A nifty regular expression for replacing XML syntax


Someone recently asked me a regular expression query and I thought it was interesting and post it as an example here.  They wanted to find all occurances of the following style of XML:

<foobar>

      < property = “blah” />

</foobar>

And they wanted to replace all of the above into one string

<foobar property = “blah”/>

And here is the nifty regular find what and replace with expression that does it all for you!  I highlighted the tagged expressions in pink.

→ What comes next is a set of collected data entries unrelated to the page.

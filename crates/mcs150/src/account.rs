//! Sign-in, registration and the signed-in user's profile.

use std::sync::OnceLock;

use regex::Regex;
use tracing::{info, warn};

use crate::api::{Backend, Credentials, PasswordChange, Profile, Registration};
use crate::error::{Error, Result, LOGIN_ROUTE};
use crate::notice::{Action, Notice};
use crate::session::{self, Session};
use crate::storage::Store;

const REQUIRED: &str = "This field is required.";

fn email_pattern() -> &'static Regex {
    static PATTERN: OnceLock<Regex> = OnceLock::new();
    PATTERN.get_or_init(|| Regex::new(r"^[^\s@]+@[^\s@]+\.[^\s@]+$").expect("valid email regex"))
}

/// Loose email syntax check: something, `@`, something with a dot.
#[must_use]
pub fn is_valid_email(email: &str) -> bool {
    email_pattern().is_match(email.trim())
}

/// Check a first or last name: 2 to 50 characters after trimming.
pub(crate) fn check_name(label: &str, value: &str) -> Result<()> {
    let len = value.trim().chars().count();
    if len < 2 {
        return Err(Error::validation(format!("{label}: {REQUIRED}")));
    }
    if len > 50 {
        return Err(Error::validation(format!(
            "{label} must be at most 50 characters."
        )));
    }
    Ok(())
}

pub(crate) fn check_email(value: &str) -> Result<()> {
    if value.trim().is_empty() {
        return Err(Error::validation(format!("Email: {REQUIRED}")));
    }
    if !is_valid_email(value) {
        return Err(Error::validation("Invalid email."));
    }
    Ok(())
}

fn passwords_mismatch() -> Error {
    Error::validation_titled(
        "Passwords don't match",
        "Please make sure your passwords match.",
    )
}

/// Where to go next and what to tell the user.
#[derive(Debug, Clone, PartialEq, Eq)]
pub struct Outcome {
    /// Route to show next.
    pub route: &'static str,
    /// Notice to show.
    pub notice: Notice,
}

/// A successful sign-in.
#[derive(Debug, Clone, PartialEq, Eq)]
pub struct SignedIn {
    /// The user decoded from the new token.
    pub session: Session,
    /// Landing route for the user's role plus the greeting.
    pub outcome: Outcome,
}

/// Sign in and store the returned token.
///
/// # Errors
///
/// Returns a validation error when either field is blank and an
/// [`Action::Login`] failure carrying the server's message otherwise.
pub async fn login(
    store: &Store,
    backend: &dyn Backend,
    email: &str,
    password: &str,
) -> Result<SignedIn> {
    let email = email.trim();
    if email.is_empty() || password.is_empty() {
        return Err(Error::validation_titled(
            "Login failed",
            "Please enter both email and password",
        ));
    }

    let credentials = Credentials {
        email: email.to_string(),
        password: password.to_string(),
    };
    let response = backend
        .login(&credentials)
        .await
        .map_err(|e| {
            warn!(error = %e, "Login rejected");
            Error::action_failed(Action::Login, e)
        })?;

    let session = session::decode_token(&response.access_token).ok_or_else(|| {
        Error::action_failed(
            Action::Login,
            Error::UnexpectedResponse("/auth/login: access token could not be decoded".to_string()),
        )
    })?;
    store.set_credential(&response.access_token)?;
    info!(admin = session.is_admin, "Signed in");

    let outcome = Outcome {
        route: session.landing(),
        notice: Notice::success("Login successful", session.greeting()),
    };
    Ok(SignedIn { session, outcome })
}

/// Fields of the registration form.
#[derive(Debug, Clone, Default)]
pub struct RegistrationForm {
    /// Given name.
    pub first_name: String,
    /// Family name.
    pub last_name: String,
    /// Account email.
    pub email: String,
    /// Chosen password.
    pub password: String,
    /// The password again.
    pub confirm_password: String,
}

impl RegistrationForm {
    fn validate(&self) -> Result<()> {
        if self.password != self.confirm_password {
            return Err(passwords_mismatch());
        }
        check_name("First name", &self.first_name)?;
        check_name("Last name", &self.last_name)?;
        check_email(&self.email)?;
        if self.password.chars().count() < 8 {
            return Err(Error::validation(
                "Password must be at least 8 characters.",
            ));
        }
        Ok(())
    }
}

/// Request an account. The administrator approves it later.
///
/// # Errors
///
/// Returns a validation error for a bad form and an [`Action::Register`]
/// failure carrying the server's message when the backend refuses.
pub async fn register(backend: &dyn Backend, form: &RegistrationForm) -> Result<Outcome> {
    form.validate()?;
    let registration = Registration {
        first_name: form.first_name.trim().to_string(),
        last_name: form.last_name.trim().to_string(),
        email: form.email.trim().to_string(),
        password: form.password.clone(),
    };
    backend
        .register(&registration)
        .await
        .map_err(|e| Error::action_failed(Action::Register, e))?;
    info!("Registration submitted");
    Ok(Outcome {
        route: LOGIN_ROUTE,
        notice: Notice::info(
            "Registration successful",
            "Access will be granted once the admin has approved your request.",
        ),
    })
}

/// Forget the credential and every wizard slot.
///
/// # Errors
///
/// Returns an error if the store cannot be written.
pub fn logout(store: &Store) -> Result<&'static str> {
    store.clear_all()?;
    info!("Signed out");
    Ok(LOGIN_ROUTE)
}

/// Fetch the signed-in user's profile.
///
/// # Errors
///
/// Returns [`Error::NotAuthenticated`] without a session and an
/// [`Action::LoadProfile`] failure when the backend call fails.
pub async fn profile(store: &Store, backend: &dyn Backend) -> Result<Profile> {
    session::gate(store)?;
    backend
        .profile()
        .await
        .map_err(|e| Error::action_failed(Action::LoadProfile, e))
}

/// Update the signed-in user's names and email.
///
/// # Errors
///
/// Returns a validation error for a bad form and an
/// [`Action::UpdateProfile`] failure when the backend call fails.
pub async fn update_profile(store: &Store, backend: &dyn Backend, profile: &Profile) -> Result<Notice> {
    session::gate(store)?;
    check_name("First name", &profile.first_name)?;
    check_name("Last name", &profile.last_name)?;
    check_email(&profile.email)?;

    let profile = Profile {
        first_name: profile.first_name.trim().to_string(),
        last_name: profile.last_name.trim().to_string(),
        email: profile.email.trim().to_string(),
    };
    backend
        .update_profile(&profile)
        .await
        .map_err(|e| Error::action_failed(Action::UpdateProfile, e))?;
    Ok(Notice::info(
        "Profile updated",
        "Your profile has been updated successfully.",
    ))
}

/// Change the signed-in user's password.
///
/// # Errors
///
/// Returns a validation error for a bad form and an
/// [`Action::ChangePassword`] failure ("The current password you entered is
/// incorrect.") when the backend refuses.
pub async fn change_password(
    store: &Store,
    backend: &dyn Backend,
    current: &str,
    new: &str,
    confirm: &str,
) -> Result<Notice> {
    session::gate(store)?;
    if current.chars().count() < 6 {
        return Err(Error::validation("Current password is required."));
    }
    if new.chars().count() < 8 {
        return Err(Error::validation(
            "New password must be at least 8 characters.",
        ));
    }
    if confirm.chars().count() < 8 {
        return Err(Error::validation(
            "Confirm password must be at least 8 characters.",
        ));
    }
    if new != confirm {
        return Err(passwords_mismatch());
    }

    let change = PasswordChange {
        current_password: current.to_string(),
        new_password: new.to_string(),
    };
    backend
        .change_password(&change)
        .await
        .map_err(|e| Error::action_failed(Action::ChangePassword, e))?;
    info!("Password changed");
    Ok(Notice::info(
        "Password changed",
        "Your password has been updated successfully.",
    ))
}

#[cfg(test)]
mod tests {
    use serde_json::json;

    use super::*;
    use crate::api::mock::MockBackend;
    use crate::session::make_token;
    use crate::wizard::testing::signed_in_store;

    fn admin_token() -> String {
        make_token(&json!({
            "firstName": " Ada ",
            "lastName": "Admin",
            "email": "ada@example.com",
            "isAdmin": true,
        }))
    }

    #[test]
    fn test_email_check() {
        assert!(is_valid_email("ops@example.com"));
        assert!(is_valid_email("  ops@example.co.uk "));
        assert!(!is_valid_email("ops@example"));
        assert!(!is_valid_email("ops example.com"));
        assert!(!is_valid_email(""));
    }

    #[tokio::test]
    async fn test_login_stores_token_and_routes_by_role() {
        let store = Store::open_in_memory().unwrap();
        let backend = MockBackend {
            token: Some(admin_token()),
            ..Default::default()
        };

        let signed_in = login(&store, &backend, "ada@example.com", "secret123")
            .await
            .unwrap();

        assert!(signed_in.session.is_admin);
        assert_eq!(signed_in.outcome.route, "/admin/dashboard");
        assert_eq!(signed_in.outcome.notice.description, "Welcome back, Ada!");
        assert_eq!(store.credential().unwrap(), Some(admin_token()));
    }

    #[tokio::test]
    async fn test_login_requires_both_fields() {
        let store = Store::open_in_memory().unwrap();
        let backend = MockBackend::default();

        let err = login(&store, &backend, "", "x").await.unwrap_err();
        assert_eq!(
            err.notice().unwrap().description,
            "Please enter both email and password"
        );
        assert!(backend.calls().is_empty());
    }

    #[tokio::test]
    async fn test_login_shows_server_message() {
        let store = Store::open_in_memory().unwrap();
        let backend = MockBackend {
            login_error: Some("Your account is pending approval".to_string()),
            ..Default::default()
        };

        let err = login(&store, &backend, "a@b.co", "pw").await.unwrap_err();
        let notice = err.notice().unwrap();
        assert_eq!(notice.title, "Login failed");
        assert_eq!(notice.description, "Your account is pending approval");
        assert!(store.credential().unwrap().is_none());
    }

    #[tokio::test]
    async fn test_register_checks_passwords_first() {
        let backend = MockBackend::default();
        let form = RegistrationForm {
            password: "abcdefgh".to_string(),
            confirm_password: "abcdefgX".to_string(),
            ..Default::default()
        };

        let err = register(&backend, &form).await.unwrap_err();
        assert_eq!(err.notice().unwrap().title, "Passwords don't match");
        assert!(backend.calls().is_empty());
    }

    #[tokio::test]
    async fn test_register_success() {
        let backend = MockBackend::default();
        let form = RegistrationForm {
            first_name: "Dana".to_string(),
            last_name: "Reyes".to_string(),
            email: "dana@example.com".to_string(),
            password: "abcdefgh".to_string(),
            confirm_password: "abcdefgh".to_string(),
        };

        let outcome = register(&backend, &form).await.unwrap();
        assert_eq!(outcome.route, "/login");
        assert_eq!(outcome.notice.title, "Registration successful");
        assert_eq!(backend.calls(), vec!["register dana@example.com"]);
    }

    #[test]
    fn test_logout_clears_everything() {
        let store = signed_in_store();
        store
            .set(crate::storage::Slot::UsdotNumber, "1234567")
            .unwrap();

        assert_eq!(logout(&store).unwrap(), "/login");
        assert!(store.credential().unwrap().is_none());
        assert!(store
            .slot_status()
            .unwrap()
            .iter()
            .all(|(_, present)| !present));
    }

    #[tokio::test]
    async fn test_update_profile_validates() {
        let store = signed_in_store();
        let backend = MockBackend::default();
        let bad = Profile {
            first_name: "D".to_string(),
            last_name: "Reyes".to_string(),
            email: "dana@example.com".to_string(),
        };
        assert!(update_profile(&store, &backend, &bad).await.unwrap_err().is_validation());

        let good = Profile {
            first_name: "Dana ".to_string(),
            ..bad
        };
        let notice = update_profile(&store, &backend, &good).await.unwrap();
        assert_eq!(notice.title, "Profile updated");
        assert_eq!(profile(&store, &backend).await.unwrap().first_name, "Dana");
    }

    #[tokio::test]
    async fn test_change_password_wrong_current() {
        let store = signed_in_store();
        let backend = MockBackend {
            current_password: Some("oldpass1".to_string()),
            ..Default::default()
        };

        let err = change_password(&store, &backend, "wrongpw", "newpass12", "newpass12")
            .await
            .unwrap_err();
        let notice = err.notice().unwrap();
        assert_eq!(notice.title, "Authentication Error");
        assert_eq!(
            notice.description,
            "The current password you entered is incorrect."
        );

        let notice = change_password(&store, &backend, "oldpass1", "newpass12", "newpass12")
            .await
            .unwrap();
        assert_eq!(notice.title, "Password changed");
    }

    #[tokio::test]
    async fn test_change_password_mismatch_is_local() {
        let store = signed_in_store();
        let backend = MockBackend::default();

        let err = change_password(&store, &backend, "oldpass1", "newpass12", "newpass13")
            .await
            .unwrap_err();
        assert!(err.is_validation());
        assert!(backend.calls().is_empty());
    }

    #[tokio::test]
    async fn test_profile_requires_session() {
        let store = Store::open_in_memory().unwrap();
        let err = profile(&store, &MockBackend::default()).await.unwrap_err();
        assert_eq!(err.redirect(), Some("/login"));
    }
}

Find what:  \<{:w}\>:Wh*\<{:Wh*:a+:Wh*=:Wh*”:a+”:Wh*}/\>:Wh*\</\1\>

Notice that the characters < > all needed to be escaped via the escape character “\” since we want the actual characters themselves

Also, recall that :w is any alphabetic string, :Wh is any white space, and :a is any alphanumeric string

Based on my previous tutorials, I’ll leave it to you to thoroughly decipher this regex query 🙂

As for the replace:

Replace with: <\1\2/>

Your replace string become <TaggedExpression1TaggedExpression2/>

Regards,

Fiona


Comments (6)

  1. Replacing XML with text based regular expressions is usually wrong unless you are 100 percent sure of what the contents of the file will be.

  2. Rob says:

    Are there plans to include full support for the regular expressions, as they are currently supported in .NET, in some future version of VS.NET? It would be great not to have to keep track of two different sets of "regular expression" syntax… for instance, w instead of :a, s instead of :Wh, etc…

  3. Fiona says:

    We are looking to integrate the .Net regular expression for a future version of VS. Thanks for your post!

    -Fiona

  4. rien says:

    Well, all this seems nice but:

    – your starting example is not well formed XML, it is not even XML at all;

    – stating that element types are only made of alphabetic characters is very restrictive;

    – attributes values may not only be enclosed in double quotes but also in single quotes, which case your expression does not cover;

    – and after all, is not XSLT supposed to do the job well better than those regexp thingy ?